2. Differentiate Between Wants and Needs
Another benefit of learning to say no to some of your children’s requests is that you can start teaching them the difference between a want and a need. You can explain to your kid that while they may want the latest Disney toy, it’s not a need right now and, therefore, won’t be indulged.
But this goes beyond your response to your children’s wants. You must also learn to model the right spending behavior in front of them. Your child will have financial self-control later in life if they witness you practicing it, too. Make sure you have transparent conversations and show your child that sometimes you have to sacrifice wants too because the priority is always what the family needs.
3. Educate Them on Credit and Debt
Far too many young adults go out into the world not understanding credit and the implications of debt. Many people sign up for their first credit card and immediately max out their cards because they can’t control themselves. Or, young adults sign up for student loans without paying attention to the interest rates they’ll carry for at least a decade post-graduation.
A Business Insider Intelligence survey found that more than one in four millennials didn’t completely understand the terms and policies of their student loans when they signed up for them. Most notably, students reported being surprised and confused when they realized they’d sometimes owe double what they took out in loans due to compound interest.
As a parent, you need to sit your child down and walk them through the implications of credit and debt on a person’s financial situation. This especially needs to be done early on before the child goes out into the world and has the opportunity to dig themselves into debt.
4. Encourage Them to Take On Financial Responsibility Early On
Starting work from an early age is an excellent financial lesson because it shows how hard one has to work to earn money. Even if you can fully financially provide for your teenager, consider encouraging them to get a part-time or summer job while they’re in high school. Ask them to use the money they earn towards a meaningful goal, like saving for their first car or buying their back-to-school clothes.
5. Teach Them to Save From Every Paycheck
When your child starts working, teach them to set aside 15-20% of every paycheck into savings. Instilling this habit from the very beginning will increase the chances they’ll continue it for the rest of their lives. This type of “savings first” mentality will help set them up for success in saving for college, a home, and retirement.
6. Help Them Start Investing Early
Thanks to compound interest, starting to invest at an early age is one of the best things you can do to make your money work for you. Unfortunately, many people start investing much later in life simply because they didn’t think about saving or they were too intimidated to start investing.
You can start teaching your children at an early age everything about investing, including how to do it, the potential returns they can see, and how you don’t need thousands to get started.
When your child is old enough, help them set up their first investing account. As they see their portfolio grow, they’ll quickly learn the value of prioritizing investing.

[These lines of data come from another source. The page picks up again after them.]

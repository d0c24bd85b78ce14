//! REST strategy: one HTTP GET per resolution.

use reqwest::header::{HeaderMap, HeaderName, HeaderValue};
use reqwest::Url;
use tracing::{debug, warn};

use crate::{identity_label, KmsError};

/// Default query parameter name carrying the identity.
pub const DEFAULT_ID_QUERY_KEY: &str = "pskId";

/// REST lookup configuration, fixed at startup.
#[derive(Debug, Clone)]
pub struct RestConfig {
    /// Base URL. May embed one fixed extra query pair as `base?key=value`.
    pub base_url: String,
    /// Query parameter name carrying the identity.
    pub id_query_key: String,
    /// Fixed prefix prepended to the identity in the query value.
    pub id_query_val_prefix: String,
    /// Fixed extra headers sent with every request.
    pub headers: Vec<(String, String)>,
}

impl RestConfig {
    /// Configuration with defaults for a base URL.
    pub fn new(base_url: impl Into<String>) -> Self {
        Self {
            base_url: base_url.into(),
            id_query_key: DEFAULT_ID_QUERY_KEY.to_string(),
            id_query_val_prefix: String::new(),
            headers: Vec::new(),
        }
    }
}

/// Resolves keys against a remote HTTP endpoint.
///
/// The request carries the identity as a query parameter; the response body
/// is the hex-encoded key. Everything except the identity is fixed at
/// construction time.
pub struct RestLookup {
    client: reqwest::Client,
    base_url: Url,
    id_query_key: String,
    id_query_val_prefix: String,
    extra_query: Option<(String, String)>,
}

impl RestLookup {
    /// Build a lookup from configuration.
    ///
    /// An unparsable URL, extra query pair, or header is a configuration
    /// error and aborts startup.
    pub fn new(config: RestConfig) -> Result<Self, KmsError> {
        let (base, extra_query) = split_extra_query(&config.base_url)?;

        let base_url = Url::parse(base)
            .map_err(|e| KmsError::Config(format!("invalid lookup URL '{base}': {e}")))?;

        let mut headers = HeaderMap::new();
        for (name, value) in &config.headers {
            let name = HeaderName::from_bytes(name.as_bytes())
                .map_err(|e| KmsError::Config(format!("invalid header name '{name}': {e}")))?;
            let value = HeaderValue::from_str(value)
                .map_err(|e| KmsError::Config(format!("invalid header value: {e}")))?;
            headers.insert(name, value);
        }

        let client = reqwest::Client::builder()
            .default_headers(headers)
            .build()
            .map_err(|e| KmsError::Config(format!("failed to build HTTP client: {e}")))?;

        Ok(Self {
            client,
            base_url,
            id_query_key: config.id_query_key,
            id_query_val_prefix: config.id_query_val_prefix,
            extra_query,
        })
    }

    /// Resolve an identity against the remote endpoint.
    pub async fn lookup(&self, identity: &[u8]) -> Option<Vec<u8>> {
        // HTTP queries are text; arbitrary identity bytes are rendered
        // lossily and percent-encoded by the query serializer.
        let id_value = format!(
            "{}{}",
            self.id_query_val_prefix,
            String::from_utf8_lossy(identity)
        );

        let mut query: Vec<(&str, &str)> = vec![(self.id_query_key.as_str(), id_value.as_str())];
        if let Some((key, value)) = &self.extra_query {
            query.push((key.as_str(), value.as_str()));
        }

        let response = match self
            .client
            .get(self.base_url.clone())
            .query(&query)
            .send()
            .await
        {
            Ok(response) => response,
            Err(e) => {
                warn!(error = %e, "key lookup request failed");
                return None;
            }
        };

        let status = response.status();
        if !status.is_success() {
            warn!(status = %status, "key lookup returned non-success");
            return None;
        }

        let body = match response.text().await {
            Ok(body) => body,
            Err(e) => {
                warn!(error = %e, "failed to read key lookup response");
                return None;
            }
        };

        match hex::decode(body.trim()) {
            Ok(key) if !key.is_empty() => {
                debug!(identity = %identity_label(identity), "identity resolved");
                Some(key)
            }
            Ok(_) => {
                warn!(identity = %identity_label(identity), "key lookup returned empty key");
                None
            }
            Err(e) => {
                warn!(error = %e, "key lookup returned malformed hex");
                None
            }
        }
    }
}

/// Split a `base?key=value` URL into the base and the fixed extra pair.
fn split_extra_query(url: &str) -> Result<(&str, Option<(String, String)>), KmsError> {
    match url.split_once('?') {
        None => Ok((url, None)),
        Some((base, query)) => {
            let (key, value) = query.split_once('=').ok_or_else(|| {
                KmsError::Config(format!("extra query '{query}' is not key=value"))
            })?;
            Ok((base, Some((key.to_string(), value.to_string()))))
        }
    }
}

A Parent’s Duty: Educate and Lead By Example
Every parent knows they can only guide their child so much before they have to let go. Ultimately, you won’t be able to control whether your child becomes financially independent or succumbs to the temptation of debt.
But if you take the time to educate them on personal finance and lead by example of living within your means, your precious little one will likely grow up to be the financially responsible adult you always hoped to raise.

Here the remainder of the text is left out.